Magic Words… by Tim David, who turned from professional magician giving more than 300 live performances a year… to word magician, now helping managers and leaders become more persuasive in their communications.
The author tackles one of the biggest problems in the business world: influencing your employees’, prospects’, and partners’ actions… how do you get others to do what you want them to. His book offers a solution by looking at the science and secrets behind a set of 7 simple yet powerful words.
As the saying goes, you can take a horse to the well but you can’t make it drink. That’s true, but the author’s goal is to show you how to make the horse thirsty!
It’s not about directly trying to change people’s behavior to do what you want them to do. It’s about artfully nudging one’s brain in the right direction to feel thirsty for your desired action.
The book’s table of contents looks surprisingly underwhelming and you may be tempted to put it down in disbelief, but it’s actually full of powerful and actionable insights that you don’t want to miss.
Does it work?
Yes! It may sound too good to be true but the reason it works is rather simple: as our environment has evolved to bombard us with too much information, our brains have coped by looking for shortcuts. So when we hear something, our brains make split-second, subconscious connections based on past experiences.
When you plan your words in order to evoke such connections intentionally, you are communicating in the most effective way. It’s not a sure path to get what you want – that would be true magic – but you should find much more success overall.
Let’s take a look at a few of these magic words and what their magic is all about.
Starting with the word ‘yes’. In sales, it’s proven crucial to find an early ‘yes’ as soon as possible. And then get multiple small ‘yeses’. That’s often the purpose of small talk: to find some common ground and get a prospect, potential partner or even an employer to find themselves agreeing with you more and more. Yeses build trust, which is much-needed in today’s highly transactional world. Framing it this way, we should reconsider the value of the often-dreaded small-talk.

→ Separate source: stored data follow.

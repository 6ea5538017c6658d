use serde::{Deserialize, Serialize};

/// A lesson as seen by the live room: who teaches it, who attends it and
/// which media group its shareable material comes from.
#[derive(Debug, Clone, Serialize, Deserialize, PartialEq)]
pub struct VirtualLesson {
    #[serde(rename = "_id")]
    pub lesson_id: String,
    #[serde(default)]
    pub teacher_ids: Vec<String>,
    #[serde(default)]
    pub learner_ids: Vec<String>,
    pub lesson_group_id: Option<String>,
}

impl VirtualLesson {
    pub const COLLECTION: &'static str = "lessons";

    pub fn new(lesson_id: impl Into<String>) -> Self {
        Self {
            lesson_id: lesson_id.into(),
            teacher_ids: Vec::new(),
            learner_ids: Vec::new(),
            lesson_group_id: None,
        }
    }

    pub fn is_teacher(&self, user_id: &str) -> bool {
        self.teacher_ids.iter().any(|id| id == user_id)
    }

    pub fn is_learner(&self, user_id: &str) -> bool {
        self.learner_ids.iter().any(|id| id == user_id)
    }
}

/// The media group a lesson's material is uploaded into.
#[derive(Debug, Clone, Serialize, Deserialize)]
pub struct LessonGroup {
    #[serde(rename = "_id")]
    pub id: String,
    #[serde(default)]
    pub media_ids: Vec<String>,
}

impl LessonGroup {
    pub const COLLECTION: &'static str = "lesson_groups";
}
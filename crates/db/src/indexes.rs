use mongodb::{Database, IndexModel, options::IndexOptions};
use tracing::info;

use crate::models::{LessonMemberState, LessonPolling, LessonRoomState, LiveLessonConversation};

pub async fn ensure_indexes(db: &Database) -> Result<(), mongodb::error::Error> {
    // One room state per lesson
    create_indexes(
        db,
        LessonRoomState::COLLECTION,
        vec![index_unique(bson::doc! { "lesson_id": 1 })],
    )
    .await?;

    // Member states
    create_indexes(
        db,
        LessonMemberState::COLLECTION,
        vec![
            index_unique(bson::doc! { "lesson_id": 1, "user_id": 1, "state_type": 1 }),
            index(bson::doc! { "lesson_id": 1, "state_type": 1 }),
        ],
    )
    .await?;

    // Archived pollings
    create_indexes(
        db,
        LessonPolling::COLLECTION,
        vec![index(bson::doc! { "lesson_id": 1, "ended_at": -1 })],
    )
    .await?;

    // Live lesson conversations
    create_indexes(
        db,
        LiveLessonConversation::COLLECTION,
        vec![
            index(bson::doc! { "lesson_id": 1, "conversation_type": 1 }),
            index(bson::doc! { "lesson_id": 1, "conversation_type": 1, "participant_ids": 1 }),
        ],
    )
    .await?;

    info!("All indexes ensured");
    Ok(())
}

fn index(keys: bson::Document) -> IndexModel {
    IndexModel::builder().keys(keys).build()
}

fn index_unique(keys: bson::Document) -> IndexModel {
    IndexModel::builder()
        .keys(keys)
        .options(IndexOptions::builder().unique(true).build())
        .build()
}

async fn create_indexes(
    db: &Database,
    collection: &str,
    indexes: Vec<IndexModel>,
) -> Result<(), mongodb::error::Error> {
    db.collection::<bson::Document>(collection)
        .create_indexes(indexes)
        .await?;
    info!(collection, "Indexes created");
    Ok(())
}
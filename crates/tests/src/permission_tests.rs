use liveroom_db::models::MemberStateType;
use liveroom_services::live_room::{CommandKind, LiveRoomError, StateModifyCommand};

use crate::fixtures::test_room::{LEARNER_A, OUTSIDER, TEACHER, TestRoom};

#[tokio::test]
async fn learner_teacher_command_is_rejected_without_mutation() {
    let room = TestRoom::spawn();

    for kind in [
        CommandKind::FoldHandAll,
        CommandKind::ResetAllStates,
        CommandKind::Spotlight {
            user_id: Some(LEARNER_A.into()),
        },
        CommandKind::UpdateChat {
            user_ids: vec![LEARNER_A.into()],
            value: false,
        },
    ] {
        let err = room.run(LEARNER_A, kind).await.unwrap_err();
        assert!(err.is_permission_denied(), "{err}");
    }

    assert!(room.room_state().is_none());
    assert!(room.member_state(LEARNER_A, MemberStateType::Chat).is_none());
}

#[tokio::test]
async fn student_outside_the_lesson_is_rejected() {
    let room = TestRoom::spawn();
    let err = room
        .run(OUTSIDER, CommandKind::UpsertSessionTime)
        .await
        .unwrap_err();
    assert!(err.is_permission_denied());
}

#[tokio::test]
async fn outsider_cannot_use_self_service_commands() {
    let room = TestRoom::spawn();
    let err = room
        .run(
            OUTSIDER,
            CommandKind::UpdateHandsUp {
                user_id: OUTSIDER.into(),
                value: true,
            },
        )
        .await
        .unwrap_err();
    assert!(err.is_permission_denied());
    assert!(room.member_state(OUTSIDER, MemberStateType::HandsUp).is_none());
}

#[tokio::test]
async fn non_student_staff_may_act() {
    let room = TestRoom::spawn();
    tokio_test::assert_ok!(room.run("system-admin", CommandKind::UpsertSessionTime).await);
    assert!(room.room_state().unwrap().session_time.is_some());
}

#[tokio::test]
async fn unknown_lesson_is_reported() {
    let room = TestRoom::spawn();
    let command = StateModifyCommand::new(TEACHER, "no-such-lesson", CommandKind::FoldHandAll);

    let err = room
        .dispatcher
        .check_permission_and_dispatch(&command)
        .await
        .unwrap_err();
    assert!(matches!(err, LiveRoomError::LessonNotFound(ref id) if id == "no-such-lesson"));
}

#[tokio::test]
async fn checker_exposes_the_lesson() {
    let room = TestRoom::spawn();
    let checker = room.dispatcher.permission_checker(&room.lesson_id).await.unwrap();
    assert!(checker.lesson().is_teacher(TEACHER));
    assert!(checker.lesson().is_learner(LEARNER_A));
}
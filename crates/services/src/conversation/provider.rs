use async_trait::async_trait;
use liveroom_config::ConversationSettings;
use serde::{Deserialize, Serialize};

use super::ConversationProvider;

#[derive(Debug, Serialize)]
struct CreateConversationRequest<'a> {
    name: &'a str,
    member_ids: &'a [String],
}

#[derive(Debug, Deserialize)]
struct CreateConversationResponse {
    conversation_id: String,
}

#[derive(Debug, Serialize)]
struct AddMembersRequest<'a> {
    member_ids: &'a [String],
}

/// Talks to the chat service over its JSON HTTP API.
pub struct HttpConversationProvider {
    client: reqwest::Client,
    base_url: String,
    api_key: Option<String>,
}

impl HttpConversationProvider {
    pub fn new(settings: &ConversationSettings) -> Self {
        Self {
            client: reqwest::Client::new(),
            base_url: settings.provider_url.trim_end_matches('/').to_string(),
            api_key: settings.provider_api_key.clone(),
        }
    }

    fn authorize(&self, request: reqwest::RequestBuilder) -> reqwest::RequestBuilder {
        match &self.api_key {
            Some(key) => request.bearer_auth(key),
            None => request,
        }
    }
}

#[async_trait]
impl ConversationProvider for HttpConversationProvider {
    async fn create_conversation(&self, name: &str, member_ids: &[String]) -> anyhow::Result<String> {
        let resp = self
            .authorize(self.client.post(format!("{}/conversations", self.base_url)))
            .json(&CreateConversationRequest { name, member_ids })
            .send()
            .await?
            .error_for_status()?
            .json::<CreateConversationResponse>()
            .await?;
        Ok(resp.conversation_id)
    }

    async fn add_members(&self, conversation_id: &str, member_ids: &[String]) -> anyhow::Result<()> {
        self.authorize(self.client.post(format!(
            "{}/conversations/{}/members",
            self.base_url, conversation_id
        )))
        .json(&AddMembersRequest { member_ids })
        .send()
        .await?
        .error_for_status()?;
        Ok(())
    }
}
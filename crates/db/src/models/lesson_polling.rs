use bson::DateTime;
use serde::{Deserialize, Serialize};

use super::PollingOption;

/// Archived poll, written once when a poll is ended.
#[derive(Debug, Clone, Serialize, Deserialize, PartialEq)]
pub struct LessonPolling {
    #[serde(rename = "_id")]
    pub poll_id: String,
    pub lesson_id: String,
    pub question: String,
    pub options: Vec<PollingOption>,
    pub students_answers: Vec<StudentAnswer>,
    pub created_at: DateTime,
    pub stopped_at: Option<DateTime>,
    pub ended_at: DateTime,
}

#[derive(Debug, Clone, Serialize, Deserialize, PartialEq)]
pub struct StudentAnswer {
    pub user_id: String,
    pub answers: Vec<String>,
    pub submitted_at: DateTime,
}

impl LessonPolling {
    pub const COLLECTION: &'static str = "lesson_pollings";

    pub fn new_id() -> String {
        uuid::Uuid::new_v4().simple().to_string()
    }
}
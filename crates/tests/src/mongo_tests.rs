//! End-to-end runs against a real MongoDB replica set.
//!
//! Run with `cargo test -p liveroom-tests -- --ignored`.

use std::sync::Arc;

use liveroom_db::models::{
    ConversationType, LessonGroup, MemberStateType, PollingOption, User, UserGroup, VirtualLesson,
};
use liveroom_services::live_room::{CommandKind, MaterialToShare, StateModifyCommand};
use liveroom_services::{
    CommandDispatcher, ConversationDao, ConversationService, ConversationStore, LessonDao,
    MongoRoomStateStore, RoomStateStore, StoreTx, UserDao,
};

use crate::fixtures::FakeConversationProvider;
use crate::fixtures::test_db::TestDb;

async fn seed(test_db: &TestDb) -> anyhow::Result<CommandDispatcher> {
    let lessons = LessonDao::new(&test_db.db);
    let users = UserDao::new(&test_db.db);

    let mut lesson = VirtualLesson::new("lesson-1");
    lesson.teacher_ids = vec!["teacher-1".into()];
    lesson.learner_ids = vec!["learner-1".into()];
    lesson.lesson_group_id = Some("group-1".into());
    lessons.lessons.insert_one(&lesson).await?;
    lessons
        .groups
        .insert_one(&LessonGroup {
            id: "group-1".into(),
            media_ids: vec!["media-1".into()],
        })
        .await?;
    for (id, user_group) in [("teacher-1", UserGroup::Teacher), ("learner-1", UserGroup::Student)] {
        users
            .base
            .insert_one(&User {
                id: id.into(),
                name: id.into(),
                user_group,
            })
            .await?;
    }

    let lessons = Arc::new(lessons);
    Ok(CommandDispatcher::new(
        Arc::new(MongoRoomStateStore::new(&test_db.db)),
        lessons.clone(),
        Arc::new(users),
        lessons,
        test_db.settings.live_room.clone(),
    ))
}

fn cmd(commander: &str, kind: CommandKind) -> StateModifyCommand {
    StateModifyCommand::new(commander, "lesson-1", kind)
}

#[tokio::test]
#[ignore = "requires a running MongoDB replica set"]
async fn poll_and_reset_round_trip_through_mongo() {
    let test_db = TestDb::spawn().await.unwrap();
    let dispatcher = seed(&test_db).await.unwrap();
    let store = MongoRoomStateStore::new(&test_db.db);

    dispatcher
        .check_permission_and_dispatch(&cmd(
            "teacher-1",
            CommandKind::ShareMaterial(Some(MaterialToShare::new("media-1"))),
        ))
        .await
        .unwrap();
    dispatcher
        .check_permission_and_dispatch(&cmd(
            "teacher-1",
            CommandKind::StartPolling {
                question: "Q".into(),
                options: vec![PollingOption::new("A", true), PollingOption::new("B", false)],
            },
        ))
        .await
        .unwrap();
    dispatcher
        .check_permission_and_dispatch(&cmd(
            "learner-1",
            CommandKind::SubmitPollingAnswer {
                user_id: "learner-1".into(),
                answers: vec!["A".into()],
            },
        ))
        .await
        .unwrap();

    let err = dispatcher
        .check_permission_and_dispatch(&cmd("learner-1", CommandKind::FoldHandAll))
        .await
        .unwrap_err();
    assert!(err.is_permission_denied());

    dispatcher
        .check_permission_and_dispatch(&cmd("teacher-1", CommandKind::ResetAllStates))
        .await
        .unwrap();

    let mut tx = store.begin().await.unwrap();
    let state = tx.get_room_state("lesson-1").await.unwrap().unwrap();
    assert!(state.current_material.is_none());
    assert!(state.current_polling.is_none());
    let answers = tx
        .get_member_states(&liveroom_db::models::MemberStatesFilter {
            lesson_id: Some("lesson-1".into()),
            user_id: Some("learner-1".into()),
            state_type: Some(MemberStateType::PollingAnswer),
        })
        .await
        .unwrap();
    assert!(answers[0].string_array_value.is_empty());
    tx.rollback().await.unwrap();

    test_db.teardown().await.unwrap();
}

#[tokio::test]
#[ignore = "requires a running MongoDB replica set"]
async fn conversations_persist_in_mongo() {
    let test_db = TestDb::spawn().await.unwrap();
    let dao = Arc::new(ConversationDao::new(&test_db.db));
    let service = ConversationService::new(
        dao.clone(),
        Arc::new(FakeConversationProvider::new()),
        test_db.settings.conversation.clone(),
    );

    let result = service
        .get_private_conversation_ids("lesson-1", "teacher-1", &["learner-1".to_string(), "learner-2".to_string()])
        .await
        .unwrap();
    assert_eq!(result.conversation_ids.len(), 2);

    let pair = vec!["learner-1".to_string(), "teacher-1".to_string()];
    let stored = dao
        .find("lesson-1", ConversationType::Private, Some(pair.as_slice()))
        .await
        .unwrap()
        .unwrap();
    assert_eq!(stored.conversation_id, result.conversation_ids["learner-1"]);

    test_db.teardown().await.unwrap();
}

Next is the word ‘but’, which has two effects: the ‘but eraser’ means that anything coming before the ‘but’ gets quickly forgotten, and the ‘but enhancer’ means that what comes after the ‘but’ gets disproportionately more attention.
Test this formula next time you find yourself in the midst of a disagreement:
First, repeat what the other person believes or wants to hear, which will elicit an initial ‘yes’ and will at the very least make them listen to you. They are even more likely to trust what comes next out of your mouth.
Then, inject a ‘but’, which effectively erases what you just said. And follow with what you want them to believe. What they believe gets erased before the ‘but’, and what you want them to believe gets enhanced.
Because is also a very interesting ‘magic’ word. Our brains are wired to seek rationalization… we need things to make sense. This has led to conditioning ourselves so that it almost doesn’t matter what comes after the word ‘because’.
Social experiments have shown this to be true: if you ask to cut a line for no reason, people will get upset. If you give a good reason, then they’re much more likely to comply. What’s much most interesting though is that they’re almost equally likely to comply even if you said something like “because I have to cut the line’.
Technically, it’s as good as cutting the line without giving a reason, but in practice it makes a huge difference!
What does it all mean
The author reveals the true ‘magic’ behind powerful words, and demonstrates how to use them effectively.
He shares simple yet advanced techniques such as making the word ‘because’ even more powerful by asking ‘why’… and having the other person fill in the blanks themselves. You know the answer, but if they hear it from you it’s an opinion, whereas if they come up with it themselves, then they treat it like a fact.
The book is filled with suggestions on how to structure arguments and approach situations in order to communicate much more effectively.